Monday, March 24, 2008

Ketika Naga 'Tikus' Hijrah

Ada yang berbeda dari Cap Go Meh tahun ini. Sepi hingar bingar. Sunyi tabuhan bedug dorong. Tak ada tatung berkeliling kota. Naga pun enggan meliuk. Buka mata pun tidak. Ia tidur selama setahun.

Tikus tanah bencana bagi Tionghoa Pontianak. Tak bisa menikmati perayaan kelima belas Imlek 2559. Mereka harus hijrah. Menempuh ruang, waktu, perjalanan sejauh puluhan, bahkan ratusan kilometer.

Terbitnya SK 127/2008 jadi penyebabnya. Wali Kota Pontianak melarang arak-arakan naga, barongsai, dan tatung. Tionghoa Pontianak kecewa. Mereka protes. "Ini kebijakan yang diskriminasi," teriak Michael Yan Sriwidodo. Ia anggota DPRD Kalbar yang kebetulan beretnis Tionghoa.
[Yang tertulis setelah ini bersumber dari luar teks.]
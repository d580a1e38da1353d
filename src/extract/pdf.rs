//! PDF extractor
//!
//! Reads the embedded text layer with MuPDF. When that yields nothing (no
//! text layer, or the document could not be parsed for text) every page is
//! rendered and passed through OCR instead.
//!
//! MuPDF documents are not `Send`, so each step opens its own document
//! inside `spawn_blocking`.

use std::io::Cursor;
use std::sync::Arc;

use async_trait::async_trait;
use image::{DynamicImage, RgbImage};
use mupdf::{Colorspace, Document, Matrix, TextPageOptions};

use super::registry::FormatExtractor;
use super::types::{mime, ExtractError};
use crate::ocr::OcrService;

/// PDF text extraction with OCR fallback
pub struct PdfExtractor {
    ocr: Arc<OcrService>,
}

impl PdfExtractor {
    pub fn new(ocr: Arc<OcrService>) -> Self {
        Self { ocr }
    }
}

#[async_trait]
impl FormatExtractor for PdfExtractor {
    fn name(&self) -> &'static str {
        "pdf"
    }

    fn accepts(&self, mime_type: &str) -> bool {
        mime_type == mime::PDF
    }

    async fn extract(&self, data: Vec<u8>) -> Result<String, ExtractError> {
        let data = Arc::new(data);

        let text_layer = {
            let data = data.clone();
            run_blocking(move || extract_text_layer(&data)).await?
        };

        if let Some(text) = text_layer {
            tracing::debug!("PDF text layer yielded {} characters", text.len());
            return Ok(text);
        }

        tracing::info!("PDF has no extractable text layer, falling back to OCR");

        let scale = self.ocr.config().render_scale;
        let pages = run_blocking(move || render_pages(&data, scale)).await??;
        tracing::debug!("Rendered {} pages for OCR", pages.len());

        let text = self.ocr.recognize_pages(&pages).await?;
        if text.trim().is_empty() {
            tracing::warn!("OCR produced no text for {} pages", pages.len());
        }

        Ok(text)
    }
}

/// Text of every page joined with newlines, or `None` when there is nothing
/// to read.
///
/// Parse failures also yield `None`, which sends the document to OCR.
pub fn extract_text_layer(data: &[u8]) -> Option<String> {
    match read_text_layer(data) {
        Ok(text) if !text.trim().is_empty() => Some(text),
        Ok(_) => {
            tracing::debug!("PDF text layer is empty");
            None
        }
        Err(e) => {
            tracing::debug!("PDF text layer unreadable: {}", e);
            None
        }
    }
}

fn read_text_layer(data: &[u8]) -> Result<String, mupdf::Error> {
    let doc = Document::from_bytes(data, mime::PDF)?;
    let page_count = doc.page_count()?;

    let mut pages = Vec::with_capacity(page_count.max(0) as usize);
    for index in 0..page_count {
        let page = doc.load_page(index)?;
        let text_page = page.to_text_page(TextPageOptions::empty())?;
        pages.push(text_page.to_text()?);
    }

    Ok(pages.join("\n"))
}

/// Render every page, in order, to PNG bytes
pub fn render_pages(data: &[u8], scale: f32) -> Result<Vec<Vec<u8>>, ExtractError> {
    let doc = Document::from_bytes(data, mime::PDF)?;
    let page_count = doc.page_count()?;

    let matrix = Matrix::new_scale(scale, scale);
    let colorspace = Colorspace::device_rgb();

    let mut images = Vec::with_capacity(page_count.max(0) as usize);
    for index in 0..page_count {
        let page = doc.load_page(index)?;
        let pixmap = page.to_pixmap(&matrix, &colorspace, false, true)?;
        images.push(encode_png(&pixmap)?);
    }

    Ok(images)
}

fn encode_png(pixmap: &mupdf::Pixmap) -> Result<Vec<u8>, ExtractError> {
    let width = pixmap.width() as u32;
    let height = pixmap.height() as u32;
    let samples = pixmap.samples();
    let n = pixmap.n() as usize;

    let mut rgb_buffer = Vec::with_capacity((width * height * 3) as usize);
    for pixel in 0..(width as usize * height as usize) {
        let offset = pixel * n;
        let r = samples.get(offset).copied().unwrap_or(255);
        let g = samples.get(offset + 1).copied().unwrap_or(r);
        let b = samples.get(offset + 2).copied().unwrap_or(r);
        rgb_buffer.extend_from_slice(&[r, g, b]);
    }

    let img = RgbImage::from_raw(width, height, rgb_buffer)
        .ok_or_else(|| ExtractError::Pdf("Failed to create image buffer".to_string()))?;

    let mut output = Vec::new();
    DynamicImage::ImageRgb8(img)
        .write_to(&mut Cursor::new(&mut output), image::ImageFormat::Png)
        .map_err(|e| ExtractError::Pdf(format!("Failed to encode page image: {}", e)))?;

    Ok(output)
}

async fn run_blocking<F, R>(f: F) -> Result<R, ExtractError>
where
    F: FnOnce() -> R + Send + 'static,
    R: Send + 'static,
{
    tokio::task::spawn_blocking(f)
        .await
        .map_err(|e| ExtractError::Task(format!("Task join error: {}", e)))
}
Walau mereka protes, sang wali kota bergeming. Malah muncul dukungan dari Gerakan Melayu Bersatu. Kelompok ini siap mengawal kebijakan tersebut. Kawalan itu jitu. Terbukti pada hari kelimabelas Imlek. Naga tetap tidur. Tatung hanya jago kandang. Sungguh-sungguh kebijakan yang mumpuni.

Ada yang mengaitkan kebijakan itu dengan pilkada tahun ini. Orang beranggapan, Melayu takut kalah dari Tionghoa. Karena calon dari Melayu yang maju bakal lebih dari satu. Sementara Tionghoa (mungkin) hanya mengusung satu nama.
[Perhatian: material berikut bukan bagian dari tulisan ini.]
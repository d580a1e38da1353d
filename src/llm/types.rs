//! LLM Gateway Types

use std::time::Duration;

use serde::{Deserialize, Serialize};

/// Request timeout for a single generation call
pub const DEFAULT_TIMEOUT: Duration = Duration::from_secs(120);

/// Gateway configuration, fixed for the lifetime of a client
#[derive(Debug, Clone)]
pub struct LlmConfig {
    /// Ollama base URL
    pub base_url: String,
    /// Model identifier (e.g., "deepseek-r1:8b")
    pub model: String,
    /// Transport timeout for the whole exchange
    pub timeout: Duration,
}

impl Default for LlmConfig {
    fn default() -> Self {
        Self {
            base_url: "http://localhost:11434".to_string(),
            model: "deepseek-r1:8b".to_string(),
            timeout: DEFAULT_TIMEOUT,
        }
    }
}

/// Body of `POST /api/generate`
#[derive(Debug, Serialize)]
pub struct GenerateRequest<'a> {
    pub model: &'a str,
    pub prompt: &'a str,
    pub stream: bool,
}

/// Successful `/api/generate` payload; only `response` is used
#[derive(Debug, Deserialize)]
pub struct GenerateResponse {
    #[serde(default)]
    pub response: String,
}

/// LLM gateway errors
#[derive(Debug, thiserror::Error)]
pub enum LlmError {
    /// The model server could not be reached (refused, timed out, DNS, ...)
    #[error("Could not reach the model server")]
    Connection(#[source] reqwest::Error),

    /// The model server answered with a non-success status
    #[error("Model server rejected the request with status {status}: {body}")]
    Upstream { status: u16, body: String },

    /// The model server answered with something other than the expected JSON
    #[error("Model server returned an unreadable response: {0}")]
    Protocol(String),

    /// The HTTP client itself could not be built
    #[error("Failed to build HTTP client: {0}")]
    ClientBuild(String),
}

impl LlmError {
    pub fn status_code(&self) -> axum::http::StatusCode {
        use axum::http::StatusCode;
        match self {
            Self::Connection(_) => StatusCode::SERVICE_UNAVAILABLE,
            Self::Upstream { .. } | Self::Protocol(_) => StatusCode::BAD_GATEWAY,
            Self::ClientBuild(_) => StatusCode::INTERNAL_SERVER_ERROR,
        }
    }
}

#[cfg(test)]
mod tests {
    use super::*;

    #[test]
    fn test_request_serialization() {
        let request = GenerateRequest {
            model: "deepseek-r1:8b",
            prompt: "Hi",
            stream: false,
        };
        let value = serde_json::to_value(&request).unwrap();

        assert_eq!(
            value,
            serde_json::json!({ "model": "deepseek-r1:8b", "prompt": "Hi", "stream": false })
        );
    }

    #[test]
    fn test_missing_response_field_is_empty() {
        let parsed: GenerateResponse = serde_json::from_str(r#"{"done": true}"#).unwrap();
        assert_eq!(parsed.response, "");
    }

    #[test]
    fn test_error_messages_do_not_leak_prompt() {
        let err = LlmError::Upstream {
            status: 500,
            body: "model not found".to_string(),
        };
        assert_eq!(
            err.to_string(),
            "Model server rejected the request with status 500: model not found"
        );
        assert_eq!(err.status_code(), axum::http::StatusCode::BAD_GATEWAY);
    }
}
Orang-orang berkaca pada pilkada gubernur dan Singkawang. Gubernur: ada tiga calon dari kaum Melayu dengan wakilnya Dayak semua. Lalu muncul satu calon gubernur dari Dayak dengan wakilnya orang Tionghoa. Hasilnya pasangan ini berhasil menang dengan angka cukup signifikan.
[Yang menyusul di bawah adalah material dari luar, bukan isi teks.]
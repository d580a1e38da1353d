//! Plain text extractor

use async_trait::async_trait;

use super::registry::FormatExtractor;
use super::types::{mime, ExtractError};

/// Strict UTF-8 decoding for any `text/*` upload
pub struct PlainTextExtractor;

#[async_trait]
impl FormatExtractor for PlainTextExtractor {
    fn name(&self) -> &'static str {
        "text"
    }

    fn accepts(&self, mime_type: &str) -> bool {
        mime_type.starts_with(mime::TEXT_PREFIX)
    }

    async fn extract(&self, data: Vec<u8>) -> Result<String, ExtractError> {
        Ok(String::from_utf8(data)?)
    }
}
Di Singkawang juga begitu. Dari lima paket calon, hanya satu dari kalangan Tionghoa. Selebihnya Melayu. Walau ada dua calon wakil walikota dari Tionghoa. Mayoritas orang Singkawang memilih calon yang walikotanya dari Tionghoa. Nah, orang-orang beranggapan kasuistik ini sebaiknya tidak terjadi di Pontianak.

Singkawang menangkap momen ini. Perayaan Cap Goh Meh akbar disiapkan. Sang Wali Kota, Hasan Karman mengemasnya dengan apik. Ratusan ribu orang berdatangan ke Kota Amoi itu. Hotel, restauran, homestay penuh. Singkawang hari itu jadi lautan manusia.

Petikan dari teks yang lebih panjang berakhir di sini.